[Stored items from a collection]
//! End-to-end runs: video in, animation or still archive out.
//!
//! Every run validates its job and probes the source before any decoding starts, writes to a
//! `.partial` sibling of the requested output and only moves it into place once the encoder has
//! finished cleanly.

use std::{
    fs::File,
    io::{BufWriter, Write as _},
    path::{Path, PathBuf},
};

use anyhow::Context as _;
use image::{
    RgbImage,
    imageops::{self, FilterType},
};

use crate::{
    archive::StillArchive,
    encode::{FrameSink, GifSink, SinkConfig, WebpSink, WebpSinkOpts},
    foundation::{
        error::{ClipmarkError, ClipmarkResult},
        fs::PartialOutput,
    },
    job::{AnimateJob, AnimationFormat, ExtractJob, ThumbnailSource},
    media::{
        ClipDecodeOpts, FrameReader, VideoSourceInfo, decode_frame_at, probe_video, scaled_height,
    },
    sampler::{DEFAULT_END_MARGIN_SEC, SamplingPolicy, sample},
    watermark::{Compositor, WatermarkSpec},
};

/// Summary of a finished [`run_animate`].
#[derive(Clone, Debug, PartialEq)]
pub struct AnimateReport {
    pub out_path: PathBuf,
    pub width: u32,
    pub height: u32,
    pub fps: u32,
    /// Frames taken from the video, excluding the thumbnail.
    pub clip_frames: u64,
    pub thumbnail_frames: u32,
    /// At least one watermark fell back to the default face.
    pub used_fallback_font: bool,
}

/// Summary of a finished [`run_extract`].
#[derive(Clone, Debug, PartialEq)]
pub struct ExtractReport {
    pub out_path: PathBuf,
    pub entries: Vec<String>,
    pub timestamps: Vec<f64>,
    pub used_fallback_font: bool,
}

/// One frame offered as a thumbnail.
#[derive(Clone, Debug)]
pub struct ThumbnailCandidate {
    pub at_sec: f64,
    pub image: RgbImage,
}

/// Resize `frame` to `width`, keeping its aspect ratio.
pub fn resize_to_width(frame: &RgbImage, width: u32) -> RgbImage {
    if frame.width() == width {
        return frame.clone();
    }
    let height = scaled_height(frame.width(), frame.height(), width);
    imageops::resize(frame, width, height, FilterType::Lanczos3)
}

/// Scale `img` to `width` and center it vertically on a black `width`×`height` frame, cropping
/// whatever does not fit.
pub fn fit_to_frame(img: &RgbImage, width: u32, height: u32) -> RgbImage {
    let scaled = resize_to_width(img, width);
    if scaled.height() == height {
        return scaled;
    }
    let mut canvas = RgbImage::new(width, height);
    let dy = (i64::from(height) - i64::from(scaled.height())) / 2;
    imageops::overlay(&mut canvas, &scaled, 0, dy);
    canvas
}

fn composite_frame(
    compositor: &mut Compositor,
    frame: &RgbImage,
    specs: &[WatermarkSpec],
    used_fallback_font: &mut bool,
) -> ClipmarkResult<RgbImage> {
    if specs.is_empty() {
        return Ok(frame.clone());
    }
    let out = compositor.composite(frame, specs)?;
    *used_fallback_font |= out.used_fallback_font();
    Ok(out.image)
}

fn check_thumbnail_against(info: &VideoSourceInfo, thumb: &ThumbnailSource) -> ClipmarkResult<()> {
    if let ThumbnailSource::VideoFrame { at_sec } = thumb
        && *at_sec > info.duration_sec - DEFAULT_END_MARGIN_SEC
    {
        return Err(ClipmarkError::validation(format!(
            "thumbnail timestamp {at_sec}s is too close to the end of the video ({:.3}s)",
            info.duration_sec
        )));
    }
    Ok(())
}

fn load_thumbnail(info: &VideoSourceInfo, thumb: &ThumbnailSource) -> ClipmarkResult<RgbImage> {
    match thumb {
        ThumbnailSource::VideoFrame { at_sec } => decode_frame_at(info, *at_sec),
        ThumbnailSource::Image { path } => image::open(path)
            .map(|img| img.to_rgb8())
            .map_err(|e| {
                ClipmarkError::validation(format!(
                    "could not read thumbnail image '{}': {e}",
                    path.display()
                ))
            }),
    }
}

fn make_sink(job: &AnimateJob, path: &Path) -> Box<dyn FrameSink> {
    match job.format {
        AnimationFormat::Gif => Box::new(GifSink::new(path)),
        AnimationFormat::Webp => {
            let mut opts = WebpSinkOpts::new(path);
            opts.quality = job.webp_quality;
            opts.method = job.webp_method;
            Box::new(WebpSink::new(opts))
        }
    }
}

/// Convert (a trimmed section of) `video` into an animated GIF or WebP at `out`.
///
/// The optional thumbnail is shown first for `job.thumbnail_duration_sec`, then every decoded
/// frame of the clip follows with `job.watermarks` burned in.
#[tracing::instrument(skip(job), fields(format = ?job.format))]
pub fn run_animate(video: &Path, out: &Path, job: &AnimateJob) -> ClipmarkResult<AnimateReport> {
    job.validate()?;
    let info = probe_video(video)?;
    let trim = job.resolve_trim(&info)?;
    if let Some(thumb) = &job.thumbnail {
        check_thumbnail_against(&info, thumb)?;
    }

    let width = job.width;
    let height = scaled_height(info.width, info.height, width);
    let cfg = SinkConfig {
        width,
        height,
        fps: job.fps,
    };

    let partial = PartialOutput::new(out)?;
    let mut compositor = Compositor::new(job.compositor.clone());
    let mut used_fallback_font = false;

    let mut sink = make_sink(job, partial.path());
    sink.begin(cfg)?;

    let mut thumbnail_frames = 0;
    if let Some(thumb) = &job.thumbnail {
        let still = fit_to_frame(&load_thumbnail(&info, thumb)?, width, height);
        let still = if job.watermark_thumbnail {
            composite_frame(
                &mut compositor,
                &still,
                &job.watermarks,
                &mut used_fallback_font,
            )?
        } else {
            still
        };
        thumbnail_frames = job.thumbnail_frames();
        for _ in 0..thumbnail_frames {
            sink.push_frame(&still)?;
        }
        tracing::debug!(frames = thumbnail_frames, "thumbnail prepended");
    }

    let mut reader = FrameReader::spawn(
        &info,
        ClipDecodeOpts {
            start_sec: trim.start_sec,
            end_sec: trim.end_sec,
            fps: job.fps,
            width,
            height,
        },
    )?;
    while let Some(frame) = reader.next_frame()? {
        let frame = composite_frame(
            &mut compositor,
            &frame,
            &job.watermarks,
            &mut used_fallback_font,
        )?;
        sink.push_frame(&frame)?;
    }
    let clip_frames = reader.frames_read();
    drop(reader);
    if clip_frames == 0 {
        return Err(ClipmarkError::media(format!(
            "no frames decoded from '{}' between {:.3}s and {:.3}s",
            video.display(),
            trim.start_sec,
            trim.end_sec
        )));
    }

    sink.end()?;
    drop(sink);
    let out_path = partial.commit()?;

    tracing::info!(
        path = %out_path.display(),
        clip_frames,
        thumbnail_frames,
        width,
        height,
        "animation written"
    );
    if used_fallback_font {
        tracing::warn!("one or more watermark fonts failed to load; the default face was used");
    }

    Ok(AnimateReport {
        out_path,
        width,
        height,
        fps: job.fps,
        clip_frames,
        thumbnail_frames,
        used_fallback_font,
    })
}

/// Sample stills from `video` per `job.sampling`, watermark them and pack them into a ZIP at
/// `out`.
#[tracing::instrument(skip(job), fields(sampling = ?job.sampling))]
pub fn run_extract(video: &Path, out: &Path, job: &ExtractJob) -> ClipmarkResult<ExtractReport> {
    job.validate()?;
    let info = probe_video(video)?;
    let timestamps = sample(info.duration_sec, &job.sampling)?;
    if timestamps.is_empty() {
        return Err(ClipmarkError::validation(format!(
            "no frames to extract: '{}' is shorter than {DEFAULT_END_MARGIN_SEC}s",
            video.display()
        )));
    }
    let width = job.width.unwrap_or(info.width);

    let partial = PartialOutput::new(out)?;
    let file = File::create(partial.path())
        .with_context(|| format!("create '{}'", partial.path().display()))?;
    let mut archive = StillArchive::new(BufWriter::new(file), job.format)?;
    let mut compositor = Compositor::new(job.compositor.clone());
    let mut used_fallback_font = false;

    let mut entries = Vec::with_capacity(timestamps.len());
    for &t in &timestamps {
        let frame = resize_to_width(&decode_frame_at(&info, t)?, width);
        let frame = composite_frame(
            &mut compositor,
            &frame,
            &job.watermarks,
            &mut used_fallback_font,
        )?;
        let name = archive.add_frame(&frame)?;
        tracing::debug!(at_sec = t, entry = %name, "still added");
        entries.push(name);
    }

    let mut writer = archive.finish()?;
    writer
        .flush()
        .with_context(|| format!("flush '{}'", partial.path().display()))?;
    drop(writer);
    let out_path = partial.commit()?;

    tracing::info!(path = %out_path.display(), stills = entries.len(), "still archive written");
    Ok(ExtractReport {
        out_path,
        entries,
        timestamps,
        used_fallback_font,
    })
}

/// Decode `count` evenly spaced frames at source resolution for the user to pick a thumbnail
/// from.
#[tracing::instrument]
pub fn thumbnail_candidates(video: &Path, count: u32) -> ClipmarkResult<Vec<ThumbnailCandidate>> {
    let info = probe_video(video)?;
    sample(info.duration_sec, &SamplingPolicy::ByCount(count))?
        .into_iter()
        .map(|at_sec| {
            Ok(ThumbnailCandidate {
                at_sec,
                image: decode_frame_at(&info, at_sec)?,
            })
        })
        .collect()
}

# TASK STATEMENT
State only the number of lines in these entries that contain "count".

# OUTPUT FOR THIS EXERCISE
3